Como resultado de estudos na área, estão sendo desenvolvidas novas formas de
utilização dos soros, aumentando o seu potencial de utilização, seja através da obtenção de graus mais elevados de purificação, da redução de custos ou do aumento do prazo de armazenamento, como os produtos liofilizados. Uma pequena parcela de indivíduos tratados com os soros de origem eqüina torna-se hipersensível a certos componentes desses soros. Para esses casos, o Butantan vem estudando a possibilidade de produção de alguns soros a partir de sangue humano, como o anti-rábico e o anti-tetânico, que também pode ser obtido a partir de mães que foram vacinadas contra o tétano (visando o controle profilático dessa doença em recém-nascidos) já que elas concentram os anticorpos na própria placenta.
Vacinas:
As vacinas contêm agentes infecciosos inativados (vivos, porém atenuados, ou
mortos) ou seus produtos, que induzem a produção de anticorpos pelo próprio organismo por parte da pessoa vacinada, evitando assim a contração de uma patologia. Isso acontece por causa de um mecanismo orgânico chamado "memória celular” ou, como também pode ser conhecida, “memória imunológica”. As células do sistema imunológico são, sobretudo, muito organizadas, tendo cada uma a sua função. Se o organismo entrar em contato com qualquer agente infeccioso, mesmo em um estado atenuado, ele desenvolverá linfócitos especiais (estes chamados de células da memória) que serão capazes de reconhecer esse agente infeccioso. As vacinas diferem dos soros também no seu processo de produção, sendo feitas a partir dos microrganismos inativados ou de suas toxinas, em um processo que envolve: ● Fermentação; ● Detoxificação; ● Cromatografia
Quando a vacina é composta pelo microrganismo inativado, pode ser necessário
aplicar mais doses ao longo da vida, pois sua proteção não é tão forte como a vacina composta por microrganismos vivos atenuados. Alguns exemplos são as vacinas para gripe, poliomielite, hepatite A e raiva.

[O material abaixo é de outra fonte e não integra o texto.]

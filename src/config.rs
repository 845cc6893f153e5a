/// Discovery service endpoint for the 0.1 describe API.
pub const DEFAULT_DISCOVERY_URL: &str = "http://www.googleapis.com/discovery/0.1/describe";

pub const DEFAULT_USER_AGENT: &str = "discovery-cli";

#[derive(Debug, Clone, PartialEq, Eq)]
pub struct ClientConfig {
    pub discovery_url: String,
    pub user_agent: String,
    pub timeout_secs: Option<u64>,
    /// Extra headers sent with every request.
    pub headers: Vec<(String, String)>,
}

impl Default for ClientConfig {
    fn default() -> Self {
        Self {
            discovery_url: DEFAULT_DISCOVERY_URL.to_string(),
            user_agent: DEFAULT_USER_AGENT.to_string(),
            timeout_secs: None,
            headers: Vec::new(),
        }
    }
}

impl ClientConfig {
    pub fn with_discovery_url(mut self, url: impl Into<String>) -> Self {
        self.discovery_url = url.into();
        self
    }

    pub fn with_timeout(mut self, secs: Option<u64>) -> Self {
        self.timeout_secs = secs;
        self
    }

    pub fn with_header(mut self, name: impl Into<String>, value: impl Into<String>) -> Self {
        self.headers.push((name.into(), value.into()));
        self
    }
}
use thiserror::Error;

/// Errors raised while loading discovery documents or building requests from them.
#[derive(Error, Debug)]
pub enum DiscoveryError {
    #[error("HTTP error: {0}")]
    Http(#[from] reqwest::Error),

    #[error("IO error: {0}")]
    Io(#[from] std::io::Error),

    #[error("JSON error: {0}")]
    Json(#[from] serde_json::Error),

    #[error("invalid url: {0}")]
    Url(#[from] url::ParseError),

    #[error("http {status} from {url}")]
    Status { status: u16, url: String },

    #[error("invalid header {0}")]
    InvalidHeader(String),

    #[error("discovery service error {code}: {message}")]
    Api { code: i64, message: String },

    #[error("invalid method identifier {0:?}, expected resourceName.methodName")]
    InvalidMethodIdentifier(String),

    #[error("unknown method {0}")]
    MethodNotFound(String),

    #[error("discovery document for {0} has no service definition")]
    NoServiceDefinition(String),

    #[error("invalid http method {0:?}")]
    InvalidHttpMethod(String),

    #[error("parameters must be a JSON object, got {0}")]
    InvalidParameters(String),

    #[error("missing required parameter {name} for {method}")]
    MissingParameter { method: String, name: String },
}

pub type Result<T> = std::result::Result<T, DiscoveryError>;
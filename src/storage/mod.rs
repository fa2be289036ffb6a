//! Storage module
//!
//! This module contains the in-memory value representation and the
//! key-value persistence backends:
//! - Values and schema-bound rows
//! - Memory and file key-value stores

pub mod kv;
pub mod tuple;

pub use kv::{FileStore, KeyValueStore, MemoryStore};
pub use tuple::{Row, Value};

Vacinas Produzidas por Partes Específicas de
Organismos:
Esta vacina é composta por partes específicas do microrganismo (proteína,
açúcar ou cápsula), chamadas de vacinas subunidades, recombinantes, polissacarídicas e combinadas. Ela também é considerada uma vacina inativada. É usada para proteger de Hepatite B, Coqueluche, HPV (papiloma humano), Herpes Zoster (conhecida popularmente como Cobreiro) e outros.

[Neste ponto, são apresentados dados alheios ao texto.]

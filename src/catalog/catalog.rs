//! System Catalog for Tabula
//!
//! The catalog is the relational store: every database, its tables and rows,
//! plus the "current database" pointer. It serialises itself into a
//! `KeyValueStore` as whole values.

use indexmap::IndexMap;

use super::database::Database;
use crate::error::{Error, Result};
use crate::storage::KeyValueStore;

/// System Catalog - owns all databases
#[derive(Debug, Default, Clone)]
pub struct Catalog {
    /// Databases keyed by lower-cased name, in creation order
    databases: IndexMap<String, Database>,
    /// Name of the database selected with `USE`
    current: Option<String>,
}

impl Catalog {
    /// Create a new empty catalog
    pub fn new() -> Self {
        Self::default()
    }

    /// Create a database
    pub fn create_database(&mut self, name: &str) -> Result<&mut Database> {
        let key = name.to_lowercase();
        if self.databases.contains_key(&key) {
            return Err(Error::DatabaseAlreadyExists(name.to_string()));
        }
        Ok(self
            .databases
            .entry(key)
            .or_insert_with(|| Database::new(name)))
    }

    /// Drop a database. Dropping the current database clears the pointer.
    pub fn drop_database(&mut self, name: &str) -> Result<Database> {
        let key = name.to_lowercase();
        let db = self
            .databases
            .shift_remove(&key)
            .ok_or_else(|| Error::DatabaseNotFound(name.to_string()))?;

        if self
            .current
            .as_deref()
            .is_some_and(|c| c.eq_ignore_ascii_case(name))
        {
            self.current = None;
        }
        Ok(db)
    }

    /// Check if a database exists
    pub fn has_database(&self, name: &str) -> bool {
        self.databases.contains_key(&name.to_lowercase())
    }

    /// Get a database by name
    pub fn get_database(&self, name: &str) -> Result<&Database> {
        self.databases
            .get(&name.to_lowercase())
            .ok_or_else(|| Error::DatabaseNotFound(name.to_string()))
    }

    /// Get a database by name for mutation
    pub fn get_database_mut(&mut self, name: &str) -> Result<&mut Database> {
        self.databases
            .get_mut(&name.to_lowercase())
            .ok_or_else(|| Error::DatabaseNotFound(name.to_string()))
    }

    /// Get a database, creating it on first access. The flag reports creation.
    pub fn database_or_create(&mut self, name: &str) -> (&mut Database, bool) {
        let key = name.to_lowercase();
        let created = !self.databases.contains_key(&key);
        let db = self
            .databases
            .entry(key)
            .or_insert_with(|| Database::new(name));
        (db, created)
    }

    /// All databases in creation order
    pub fn databases(&self) -> impl Iterator<Item = &Database> {
        self.databases.values()
    }

    /// Select the current database
    pub fn use_database(&mut self, name: &str) -> Result<()> {
        let db = self.get_database(name)?;
        self.current = Some(db.name.clone());
        Ok(())
    }

    /// Name of the current database, if one is selected
    pub fn current_database(&self) -> Option<&str> {
        self.current.as_deref()
    }

    // ========== Persistence ==========

    /// Write the database collection under `key`
    pub fn save_databases(&self, store: &mut dyn KeyValueStore, key: &str) -> Result<()> {
        let databases: Vec<&Database> = self.databases.values().collect();
        let json = serde_json::to_string(&databases)?;
        store.set(key, &json)
    }

    /// Write the current database pointer under `key`
    pub fn save_current(&self, store: &mut dyn KeyValueStore, key: &str) -> Result<()> {
        let json = serde_json::to_string(&self.current)?;
        store.set(key, &json)
    }

    /// Load a catalog. Missing keys yield an empty catalog.
    pub fn load(store: &dyn KeyValueStore, databases_key: &str, current_key: &str) -> Result<Self> {
        let mut catalog = Self::new();

        if let Some(json) = store.get(databases_key)? {
            let databases: Vec<Database> = serde_json::from_str(&json)?;
            for db in databases {
                db.validate()?;
                catalog.databases.insert(db.name.to_lowercase(), db);
            }
        }

        if let Some(json) = store.get(current_key)? {
            let current: Option<String> = serde_json::from_str(&json)?;
            catalog.current = current.filter(|name| catalog.has_database(name));
        }

        Ok(catalog)
    }
}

Vacinas Produzidas por Toxóides:
Essa vacina é composta pela toxina (proteína) inativada produzida pelo
microrganismo, isto é: ela não tem capacidade de produzir a doença, mas não perde suas características imunogênicas e antigênicas, estimulando assim o sistema imunológico a produzir defesas contra a doença. Ela também é considerada uma vacina inativada.
Vacinas Produzidas por Ácido Ribonucleico
Mensageiro (mRNA):
As vacinas de mRNA carregam o código genético do vírus que contém as
instruções para que as células do corpo produzam determinadas proteínas que estimulam a resposta imunológica do corpo.